# T-drill -verus propress- verus soldering



## gordos610 (May 30, 2009)

Hi there everyone, I hope you guys are staying a float.I come on once in awhile to get or give advice. Well i been awarded 2 jobs . one is a golden corral . The other is a old folks home . So to the question. I been reading and talking to some other contractors that said propress is a great labor saver . But some places forbbiden the use of it on the job site. Now 20 years ago. I worked with a guy on a school job . and he used a T-drill. 
What do you think of the T-drill. I heard the only down fall was guys loosing some parts to it. I will have cut in over 100 tees . I love to solder but i am trying to change my ways (pex) (gas tite) and so on. So any opinions on this problem would help. As always good luck staying a float . there is a couple of plumbing shops that has went under cause they did not change with the new economy


----------



## Boundry (Jul 14, 2012)

I've used Tdrill before on jobs and it is a real money saver if your pulling tees out of larger lines 
2" and up. However if your guy isn't trained proper in its use you will damage the machine when your extracting tees from larger lines and repairs to a tee drill cost thousands.


----------



## DesertOkie (Jul 15, 2011)

First time I have heard of it. I don't do enough copper to make it worth it, but it does sound cool.


----------



## Gettinit (May 9, 2012)

DesertOkie said:


> First time I have heard of it. I don't do enough copper to make it worth it, but it does sound cool.
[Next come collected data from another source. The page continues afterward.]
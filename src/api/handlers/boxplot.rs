use axum::{
    extract::{State, Query},
    response::Json,
    http::StatusCode,
};
use rand::{rngs::StdRng, SeedableRng};
use std::sync::Arc;
use tracing::{info, warn};
use crate::{
    AppState, BoxSeries, BoxplotQuery, BoxplotResponse,
    api::handlers::common::{parse_metric, parse_source, storage_status},
};

pub async fn get_boxplot(
    State(state): State<Arc<AppState>>,
    Query(params): Query<BoxplotQuery>,
) -> Result<Json<BoxplotResponse>, StatusCode> {
    let source = parse_source(&params.source)?;
    let metric = parse_metric(&params.metric)?;

    let rows = state
        .reader()
        .read_summary_rows(source)
        .await
        .map_err(|e| storage_status("Failed to read summary rows", e))?;

    let rows: Vec<_> = rows
        .into_iter()
        .filter(|row| params.location.as_ref().map_or(true, |loc| &row.key == loc))
        .collect();

    if rows.is_empty() {
        warn!("No summary rows for {} at {:?}", source, params.location);
        return Err(StatusCode::NOT_FOUND);
    }

    let ordering = &state.config.ordering;

    // A single location shows the distinguished groups and the busiest others
    let rows: Vec<_> = if params.location.is_some() {
        let kept = ordering.top_groups(&rows);
        rows.into_iter()
            .filter(|row| kept.contains(&row.group))
            .collect()
    } else {
        rows
    };

    let reconstructor = state.reconstructor();
    let mut rng = match params.seed {
        Some(seed) => StdRng::seed_from_u64(seed),
        None => StdRng::from_entropy(),
    };

    let mut series = Vec::new();
    for group in ordering.order(rows.iter().map(|row| row.group.clone())) {
        let summaries = rows
            .iter()
            .filter(|row| row.group == group)
            .filter_map(|row| row.summary(metric));

        let points = reconstructor.reconstruct_many(summaries, &mut rng);
        if points.is_empty() {
            continue;
        }

        series.push(BoxSeries {
            label: group.label(),
            distinguished: ordering.is_distinguished(&group),
            asn: group.asn,
            name: group.name,
            points,
        });
    }

    info!(
        "Built {} {} box series for {} ({} rows)",
        series.len(), metric, source, rows.len()
    );

    Ok(Json(BoxplotResponse {
        source,
        metric: metric.to_string(),
        title: metric.title().to_string(),
        location: params.location,
        series,
    }))
}
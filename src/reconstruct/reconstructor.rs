use rand::Rng;
use rand_distr::{Distribution, Normal};
use tracing::{debug, warn};
use crate::{QuantileSummary, ReconstructionPolicy, SummaryRow, Metric};

/// One Gaussian blob of synthetic points, clipped to `[lower, upper]`.
#[derive(Debug, Clone, Copy, PartialEq)]
pub struct Cluster {
    pub center: f64,
    pub spread: f64,
    pub lower: f64,
    pub upper: f64,
    pub size: usize,
}

impl Cluster {
    /// Appends `size` clipped draws to `out`.
    pub fn sample<R: Rng + ?Sized>(&self, rng: &mut R, out: &mut Vec<f64>) {
        if self.size == 0 {
            return;
        }

        let normal = match Normal::new(self.center, self.spread) {
            Ok(normal) => normal,
            Err(e) => {
                warn!(
                    "Skipping cluster at {} with spread {}: {}",
                    self.center, self.spread, e
                );
                return;
            }
        };

        out.extend(
            normal
                .sample_iter(&mut *rng)
                .take(self.size)
                .map(|x| clip(x, self.lower, self.upper)),
        );
    }
}

/// Order-insensitive clamp; never panics on inverted bounds.
fn clip(x: f64, a: f64, b: f64) -> f64 {
    let (lo, hi) = if a <= b { (a, b) } else { (b, a) };
    x.max(lo).min(hi)
}

/// Rebuilds a plausible sample set from a stored [`QuantileSummary`].
///
/// Half of the points gather around the median and a quarter around each
/// quartile. Every call draws fresh randomness from the caller's RNG, so
/// results are only reproducible under a seeded generator.
#[derive(Debug, Clone, Default)]
pub struct Reconstructor {
    policy: ReconstructionPolicy,
}

impl Reconstructor {
    pub fn new(policy: ReconstructionPolicy) -> Self {
        Self { policy }
    }

    pub fn policy(&self) -> &ReconstructionPolicy {
        &self.policy
    }

    /// Number of clustered points drawn for `summary` under `cap`.
    pub fn target_size(&self, summary: &QuantileSummary, cap: usize) -> usize {
        usize::try_from(summary.count).unwrap_or(usize::MAX).min(cap)
    }

    fn spread(&self, gap: f64) -> f64 {
        let spread = gap / self.policy.spread_divisor;
        if spread.is_finite() && spread > 0.0 {
            spread
        } else {
            self.policy.spread_epsilon
        }
    }

    /// Splits `n` points into the median, Q1 and Q3 clusters.
    pub fn plan(&self, summary: &QuantileSummary, n: usize) -> [Cluster; 3] {
        let median_n = (n as f64 * self.policy.median_share).floor() as usize;
        let q1_n = ((n as f64 * self.policy.q1_share).floor() as usize).min(n - median_n.min(n));
        let q3_n = n.saturating_sub(median_n + q1_n);

        let QuantileSummary { min, q1, median, q3, .. } = *summary;

        [
            Cluster {
                center: median,
                spread: self.spread(q3 - q1),
                lower: min,
                upper: q3,
                size: median_n,
            },
            Cluster {
                center: q1,
                spread: self.spread((median - q1).max(q1 - min)),
                lower: min,
                upper: median,
                size: q1_n,
            },
            Cluster {
                center: q3,
                spread: self.spread(q3 - median),
                lower: median,
                upper: q3,
                size: q3_n,
            },
        ]
    }

    /// Stored outliers no larger than `outlier_ceiling * q3`, in stored order.
    pub fn admitted_outliers<'a>(&self, summary: &'a QuantileSummary) -> impl Iterator<Item = f64> + 'a {
        let ceiling = self.policy.outlier_ceiling * summary.q3;
        summary
            .outliers
            .iter()
            .copied()
            .filter(move |o| o.is_finite() && *o <= ceiling)
    }

    /// Synthesizes `min(count, cap)` clustered points plus the admitted
    /// outliers. Empty summaries and non-finite statistics yield nothing.
    pub fn reconstruct<R: Rng + ?Sized>(
        &self,
        summary: &QuantileSummary,
        cap: usize,
        rng: &mut R,
    ) -> Vec<f64> {
        if summary.count == 0 || !summary.is_finite() {
            debug!("Nothing to reconstruct (count={})", summary.count);
            return Vec::new();
        }

        let n = self.target_size(summary, cap);
        let mut points = Vec::with_capacity(n + summary.outliers.len());

        for cluster in self.plan(summary, n) {
            cluster.sample(&mut *rng, &mut points);
        }

        points.extend(self.admitted_outliers(summary));
        points
    }

    /// [`Self::reconstruct`] with the policy's own cap.
    pub fn reconstruct_capped<R: Rng + ?Sized>(&self, summary: &QuantileSummary, rng: &mut R) -> Vec<f64> {
        self.reconstruct(summary, self.policy.sample_cap, rng)
    }

    /// Points for one metric of a persisted row; a row without that metric
    /// contributes nothing.
    pub fn reconstruct_row<R: Rng + ?Sized>(&self, row: &SummaryRow, metric: Metric, rng: &mut R) -> Vec<f64> {
        row.summary(metric)
            .map(|summary| self.reconstruct_capped(summary, &mut *rng))
            .unwrap_or_default()
    }

    /// Concatenates the reconstructions of several summaries into one series.
    pub fn reconstruct_many<'a, I, R>(&self, summaries: I, rng: &mut R) -> Vec<f64>
    where
        I: IntoIterator<Item = &'a QuantileSummary>,
        R: Rng + ?Sized,
    {
        summaries
            .into_iter()
            .flat_map(|summary| self.reconstruct_capped(summary, &mut *rng))
            .collect()
    }
}
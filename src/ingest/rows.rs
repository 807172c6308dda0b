use serde::Deserialize;
use crate::{GroupIdentity, LocationKey, Observation, STARLINK_ASN, STARLINK_NAME};

/// Column layout of the NDT export. `serverCity` is the PoP and `latency`
/// is the minimum RTT in milliseconds.
#[derive(Debug, Deserialize)]
pub struct MLabRow {
    #[serde(rename = "clientCity", default)]
    pub client_city: String,
    #[serde(rename = "clientCountry", default)]
    pub client_country: String,
    #[serde(rename = "clientRegion", default)]
    pub client_region: Option<String>,
    #[serde(rename = "serverCity", default)]
    pub server_city: String,
    #[serde(rename = "clientASN", default)]
    pub client_asn: Option<f64>,
    #[serde(rename = "clientASName", default)]
    pub client_as_name: String,
    #[serde(default)]
    pub download: Option<f64>,
    #[serde(default)]
    pub upload: Option<f64>,
    #[serde(default)]
    pub latency: Option<f64>,
    #[serde(default)]
    pub loss: Option<f64>,
}

impl From<MLabRow> for Observation {
    fn from(row: MLabRow) -> Self {
        let location = LocationKey::new(row.client_city, row.client_country, row.server_city)
            .with_region(non_empty(row.client_region));

        Observation {
            location,
            group: GroupIdentity::new(asn_or_zero(row.client_asn), row.client_as_name),
            download: row.download,
            upload: row.upload,
            latency: row.latency,
            jitter: None,
            loss: row.loss,
        }
    }
}

/// Column layout of the Cloudflare speedtest export.
#[derive(Debug, Deserialize)]
pub struct CloudflareRow {
    #[serde(rename = "clientCity", default)]
    pub client_city: String,
    #[serde(rename = "clientCountry", default)]
    pub client_country: String,
    #[serde(rename = "clientRegion", default)]
    pub client_region: Option<String>,
    #[serde(rename = "serverPoP", default)]
    pub server_pop: String,
    #[serde(rename = "clientASN", default)]
    pub client_asn: Option<f64>,
    #[serde(rename = "clientASName", default)]
    pub client_as_name: String,
    #[serde(default)]
    pub download: Option<f64>,
    #[serde(default)]
    pub upload: Option<f64>,
    #[serde(rename = "latencyMs", default)]
    pub latency_ms: Option<f64>,
    #[serde(default)]
    pub jitter: Option<f64>,
    #[serde(default)]
    pub loss: Option<f64>,
}

impl From<CloudflareRow> for Observation {
    fn from(row: CloudflareRow) -> Self {
        let location = LocationKey::new(row.client_city, row.client_country, row.server_pop)
            .with_region(non_empty(row.client_region));

        Observation {
            location,
            group: GroupIdentity::new(asn_or_zero(row.client_asn), row.client_as_name),
            download: row.download,
            upload: row.upload,
            latency: row.latency_ms,
            jitter: row.jitter,
            loss: row.loss,
        }
    }
}

/// One month of Starlink's published per-state metrics. Only the medians
/// are read; the other percentile columns are ignored.
#[derive(Debug, Deserialize)]
pub struct StarlinkStateRow {
    #[serde(default)]
    pub state_name: String,
    #[serde(default)]
    pub country_iso2: String,
    #[serde(default)]
    pub date: Option<String>,
    #[serde(default)]
    pub download_p50: Option<f64>,
    #[serde(default)]
    pub upload_p50: Option<f64>,
    #[serde(default)]
    pub latency_p50: Option<f64>,
}

impl From<StarlinkStateRow> for Observation {
    fn from(row: StarlinkStateRow) -> Self {
        let location = LocationKey::new("", row.country_iso2, "")
            .with_region(non_empty(Some(row.state_name)));

        Observation {
            location,
            group: GroupIdentity::new(STARLINK_ASN, STARLINK_NAME),
            download: row.download_p50,
            upload: row.upload_p50,
            latency: row.latency_p50,
            jitter: None,
            loss: None,
        }
    }
}

// ASNs arrive as floats when the export had gaps
fn asn_or_zero(asn: Option<f64>) -> u32 {
    asn.filter(|v| v.is_finite() && *v >= 0.0 && *v <= u32::MAX as f64)
        .map(|v| v as u32)
        .unwrap_or(0)
}

fn non_empty(value: Option<String>) -> Option<String> {
    value.filter(|v| !v.trim().is_empty())
}
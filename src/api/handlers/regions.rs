use axum::{
    extract::{State, Query},
    response::Json,
    http::StatusCode,
};
use std::sync::Arc;
use crate::{
    AppState, RegionValue, RegionsQuery, RegionsResponse, SUMMARY_METRICS,
    api::handlers::common::{parse_metric, parse_regional_table, storage_status},
};

pub async fn get_regions(
    State(state): State<Arc<AppState>>,
    Query(params): Query<RegionsQuery>,
) -> Result<Json<RegionsResponse>, StatusCode> {
    let metric = parse_metric(&params.metric)?;
    let provider = parse_regional_table(params.provider.as_deref())?;

    let means = state
        .reader()
        .read_regional_means(provider, &SUMMARY_METRICS)
        .await
        .map_err(|e| storage_status("Failed to read regional means", e))?;

    let regions = means
        .into_iter()
        .filter_map(|region| {
            let moments = region.metrics.get(&metric).copied()?;
            Some(RegionValue {
                region: region.region,
                country: region.country,
                mean: moments.mean,
                sample_count: moments.sample_count,
            })
        })
        .collect();

    Ok(Json(RegionsResponse {
        provider,
        metric: metric.to_string(),
        regions,
    }))
}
Its cool if you have a plumber that can braze worth a [email protected] Many around here cannot unless they do oxygen.


----------



## ironandfire (Oct 9, 2008)

Do you own the tool ?


----------



## Boundry (Jul 14, 2012)

Tdrills are expensive, a new t-60 with all the heads can run about 6000. It's also not a tool you pick up from toolbarn or whatever. You gave to contact the rep for your area and deal direct with them


----------



## gordos610 (May 30, 2009)

Yes i do have a couple of guys that can braze. 
about 80 out of 100 tees are on a 2" line . the other 20 or so will be 2 1/2 and 3" copper
I found a couple for sale from 1000 to 2500 . The one i was looking at is the t55 . i was hoping that would take care of my needs. Thanks again for your opinions. On a side note , it does feel good that i stop all the phone book ads. Now when i drive down the road and see the book sitting rotting away .I can now just laugh and keep driveing:thumbup:


----------



## DesertOkie (Jul 15, 2011)

Gettinit said:


> Its cool if you have a plumber that can braze worth a [email protected] Many around here cannot unless they do oxygen.



Do you guys braze over 2" ?


----------



## Gettinit (May 9, 2012)

DesertOkie said:


> Do you guys braze over 2" ?


2" brass is the biggest I have had to braze. Refrigeration lines in a hospital.

You were talking about me personally, right. The HVAC mechanical guys around here will smoke most any plumber.


----------



## DesertOkie (Jul 15, 2011)

Gettinit said:


> 2" brass is the biggest I have had to braze. Refrigeration lines in a hospital.
> 
> You were talking about me personally, right. The HVAC mechanical guys around here will smoke most any plumber.



In AZ we had to braze over 2" and anything underground. I didn't know if it was everyone. 

I don't mind brazing but it's a damn bit slower than soldiering, or so it seems to me. The T-drill looks like it would be great for existing tie-ins.


----------



## Gettinit (May 9, 2012)

DesertOkie said:


> In AZ we had to braze over 2" and anything underground. I didn't know if it was everyone.
> 
> I don't mind brazing but it's a damn bit slower than soldiering, or so it seems to me. The T-drill looks like it would be great for existing tie-ins.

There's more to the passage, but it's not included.